The exploration of hierarchies inside male prisons is more than covered ground in cinema, from Brute Force, to Papillion to The Shawshank Redemption. But rarely is an entry as specific as West African filmmaker Philippe Lacôte’s Night of the Kings, which takes place inside the bowels of the infamous La MACA prison in Abidjan, Ivory Coast (or Côte d’Ivoire). While the film, both written and directed by Lacôte, is grounded in oral traditions that may seem exotic to certain viewers, the movie is really about the universal power of storytelling regardless of origin — and how it can be used as a way to survive. Though hampered by some shaky third-act choices, Night of the Kings is through and through an often immersive visual experience even as it unfolds almost like a filmed play.

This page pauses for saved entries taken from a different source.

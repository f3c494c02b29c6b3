//! HTTP adapter for the two suggestion endpoints.
//!
//! Both operations post `{ message, SystemPrompt, conversationHistory }` and
//! read back a plain-text body, optionally ending in a `[GAME_ID:<id>]`
//! trailer. Timeout and non-2xx responses are downgraded to
//! `success: false`; the caller owns fallback text.

use std::time::{Duration, Instant};

use serde::Serialize;

use cs_domain::chat::ChatMessage;
use cs_domain::config::{EndpointConfig, SuggestionConfig};
use cs_domain::error::{Error, Result};
use cs_domain::game::{Game, Sport};
use cs_domain::trace::TraceEvent;

use crate::parse::parse_response;
use crate::traits::{PagePayload, SuggestionBackend, SuggestionResult};

// ━━━━━━━━━━━━━━━━━━━━━━━━━━━━━━━━━━━━━━━━━━━━━━━━━━━━━━━━━━━━━━━━━━
// Wire body
// ━━━━━━━━━━━━━━━━━━━━━━━━━━━━━━━━━━━━━━━━━━━━━━━━━━━━━━━━━━━━━━━━━━

/// JSON body shared by both endpoints. Field names follow the server
/// contract, not Rust convention.
#[derive(Debug, Clone, Serialize)]
pub(crate) struct CompletionBody {
    pub message: String,
    #[serde(rename = "SystemPrompt")]
    pub system_prompt: String,
    #[serde(rename = "conversationHistory", skip_serializing_if = "Vec::is_empty")]
    pub conversation_history: Vec<ChatMessage>,
}

// ━━━━━━━━━━━━━━━━━━━━━━━━━━━━━━━━━━━━━━━━━━━━━━━━━━━━━━━━━━━━━━━━━━
// System prompts
// ━━━━━━━━━━━━━━━━━━━━━━━━━━━━━━━━━━━━━━━━━━━━━━━━━━━━━━━━━━━━━━━━━━

const SCAN_PROMPT: &str = "You are a sharp, concise betting assistant. Given the \
data below, surface the single most interesting angle in one or two sentences. \
If one game stands out, end your reply with [GAME_ID:<id>].";

const INSIGHT_PROMPT: &str = "You are a sharp, concise betting assistant focused \
on a single game. Give one actionable insight in one or two sentences. Do not \
repeat anything you have already told the user.";

// ━━━━━━━━━━━━━━━━━━━━━━━━━━━━━━━━━━━━━━━━━━━━━━━━━━━━━━━━━━━━━━━━━━
// Client
// ━━━━━━━━━━━━━━━━━━━━━━━━━━━━━━━━━━━━━━━━━━━━━━━━━━━━━━━━━━━━━━━━━━

/// HTTP implementation of [`SuggestionBackend`].
pub struct HttpSuggestionClient {
    scan_url: String,
    insight_url: String,
    api_key: Option<String>,
    client: reqwest::Client,
}

impl HttpSuggestionClient {
    pub fn new(endpoints: &EndpointConfig, cfg: &SuggestionConfig) -> Result<Self> {
        let client = reqwest::Client::builder()
            .timeout(Duration::from_millis(cfg.request_timeout_ms))
            .build()
            .map_err(from_reqwest)?;

        Ok(Self {
            scan_url: endpoints.page_scan_url.trim_end_matches('/').to_string(),
            insight_url: endpoints.game_insight_url.trim_end_matches('/').to_string(),
            api_key: endpoints.api_key.clone(),
            client,
        })
    }

    fn authed_post(&self, url: &str) -> reqwest::RequestBuilder {
        let mut builder = self
            .client
            .post(url)
            .header("Content-Type", "application/json");
        if let Some(ref key) = self.api_key {
            builder = builder.header("Authorization", format!("Bearer {key}"));
        }
        builder
    }

    /// One request/response cycle. Returns the raw text of a 2xx response.
    async fn complete(&self, url: &str, page_kind: &str, body: &CompletionBody) -> Result<String> {
        let started = Instant::now();
        let response = self
            .authed_post(url)
            .json(body)
            .send()
            .await
            .map_err(from_reqwest)?;

        let status = response.status();
        TraceEvent::SuggestionFetch {
            endpoint: url.to_string(),
            page_kind: page_kind.to_string(),
            status: status.as_u16(),
            duration_ms: started.elapsed().as_millis() as u64,
        }
        .emit();

        if !status.is_success() {
            return Err(Error::Network(format!("{url} returned {status}")));
        }

        let text = response.text().await.map_err(from_reqwest)?;
        if text.trim().is_empty() {
            return Err(Error::EmptyResponse);
        }
        Ok(text)
    }
}

#[async_trait::async_trait]
impl SuggestionBackend for HttpSuggestionClient {
    async fn fetch_page_suggestion(&self, payload: &PagePayload) -> SuggestionResult {
        let body = CompletionBody {
            message: describe_payload(payload),
            system_prompt: SCAN_PROMPT.to_string(),
            conversation_history: Vec::new(),
        };

        match self.complete(&self.scan_url, payload.kind(), &body).await {
            Ok(text) => {
                let parsed = parse_response(&text);
                SuggestionResult {
                    suggestion: parsed.suggestion,
                    game_id: parsed.game_id,
                    success: true,
                }
            }
            Err(e) => {
                tracing::warn!(page_kind = payload.kind(), error = %e, "page suggestion fetch failed");
                SuggestionResult::failed()
            }
        }
    }

    async fn fetch_game_insight(
        &self,
        game: &Game,
        sport: Sport,
        previous_insights: &[String],
    ) -> SuggestionResult {
        // Prior insights ride along as assistant history so the model can
        // avoid repeating itself.
        let history: Vec<ChatMessage> = previous_insights
            .iter()
            .map(|text| ChatMessage::assistant(text.clone()))
            .collect();

        let body = CompletionBody {
            message: describe_game(game, sport),
            system_prompt: INSIGHT_PROMPT.to_string(),
            conversation_history: history,
        };

        match self.complete(&self.insight_url, "game", &body).await {
            Ok(text) => {
                let parsed = parse_response(&text);
                SuggestionResult {
                    suggestion: parsed.suggestion,
                    // Single-game insights are always linked to their game.
                    game_id: Some(parsed.game_id.unwrap_or_else(|| game.id.clone())),
                    success: true,
                }
            }
            Err(e) => {
                tracing::warn!(game_id = %game.id, error = %e, "game insight fetch failed");
                SuggestionResult::failed()
            }
        }
    }
}

// ━━━━━━━━━━━━━━━━━━━━━━━━━━━━━━━━━━━━━━━━━━━━━━━━━━━━━━━━━━━━━━━━━━
// Prompt assembly
// ━━━━━━━━━━━━━━━━━━━━━━━━━━━━━━━━━━━━━━━━━━━━━━━━━━━━━━━━━━━━━━━━━━

fn describe_payload(payload: &PagePayload) -> String {
    match payload {
        PagePayload::Feed { games, sport } => {
            let mut out = format!("Today's {sport} slate:\n");
            for g in games {
                out.push_str(&format!(
                    "- [{}] {} @ {}, spread {}, total {}\n",
                    g.id,
                    g.away_team,
                    g.home_team,
                    fmt_opt(g.spread),
                    fmt_opt(g.total),
                ));
            }
            out
        }
        PagePayload::Picks { picks } => {
            let mut out = String::from("The user's tailed picks:\n");
            for p in picks {
                out.push_str(&format!("- [{}] {} at {:+}\n", p.game_id, p.selection, p.odds));
            }
            out
        }
        PagePayload::Outliers {
            value_alerts,
            fade_alerts,
        } => {
            let mut out = String::from("Current outlier alerts:\n");
            for v in value_alerts {
                out.push_str(&format!(
                    "- value: [{}] {} {:+.1}, edge {:.1}%\n",
                    v.game_id, v.team, v.line, v.edge_pct
                ));
            }
            for f in fade_alerts {
                out.push_str(&format!(
                    "- fade: [{}] {} {:+.1}, public {:.0}%\n",
                    f.game_id, f.team, f.line, f.public_pct
                ));
            }
            out
        }
        PagePayload::Scoreboard { live_games } => {
            let mut out = String::from("Live right now:\n");
            for lg in live_games {
                out.push_str(&format!(
                    "- [{}] {} {} - {} {}, {}\n",
                    lg.game_id,
                    lg.away_team,
                    lg.away_score,
                    lg.home_score,
                    lg.home_team,
                    lg.period,
                ));
            }
            out
        }
    }
}

fn describe_game(game: &Game, sport: Sport) -> String {
    format!(
        "{sport}: {} @ {} (game {}), spread {}, total {}, tip {}",
        game.away_team,
        game.home_team,
        game.id,
        fmt_opt(game.spread),
        fmt_opt(game.total),
        game.start_time.to_rfc3339(),
    )
}

fn fmt_opt(v: Option<f64>) -> String {
    v.map(|x| format!("{x:+.1}"))
        .unwrap_or_else(|| "n/a".into())
}

/// Map reqwest failures onto the domain error: timeouts stay distinguishable
/// from plain network faults.
fn from_reqwest(e: reqwest::Error) -> Error {
    if e.is_timeout() {
        Error::Timeout(e.to_string())
    } else {
        Error::Network(e.to_string())
    }
}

When a young man (Koné Bakary, in his acting debut) is introduced into La MACA, he’s thrust into a dangerous and complicated world where the existentially and otherwise beaten-down guards pretty much let the prisoners run the show and they’re led by legacy prisoner Blackbeard (Steven Tientcheu). Blackbeard is on his way out, preparing to die by suicide to allow for a successor, but he’s not going out quietly. In a final power play to manipulate his lackeys and their latest charge, he dubs the young man “Roman” and, on the night of a red moon, the newcomer is forced to recount a story of his choosing or invention until sunrise if he wants to stay alive. (A partially real practice in La MACA.)
The scenes inside the prison maintain a strong sense of realism, even with a wacky Denis Lavant haunting the edges as La MACA’s sole white inmate. But when Roman takes flight into his story, a sort of fairytale about the Zama King, the notorious leader of the “microbe” gang that brought violence upon Abidjan and reviled by the inmates, Night of the Kings moves into the realm of fantasy. With Zama King’s story spanning decades and many harrowing tragedies including the death of his mother before his own eyes, up until the 2011 collapse of Ivorian president Laurent Gbagbo, the film throughout does it best at trying to find a captivating sense with it storytelling and balancing some other drama within the prison.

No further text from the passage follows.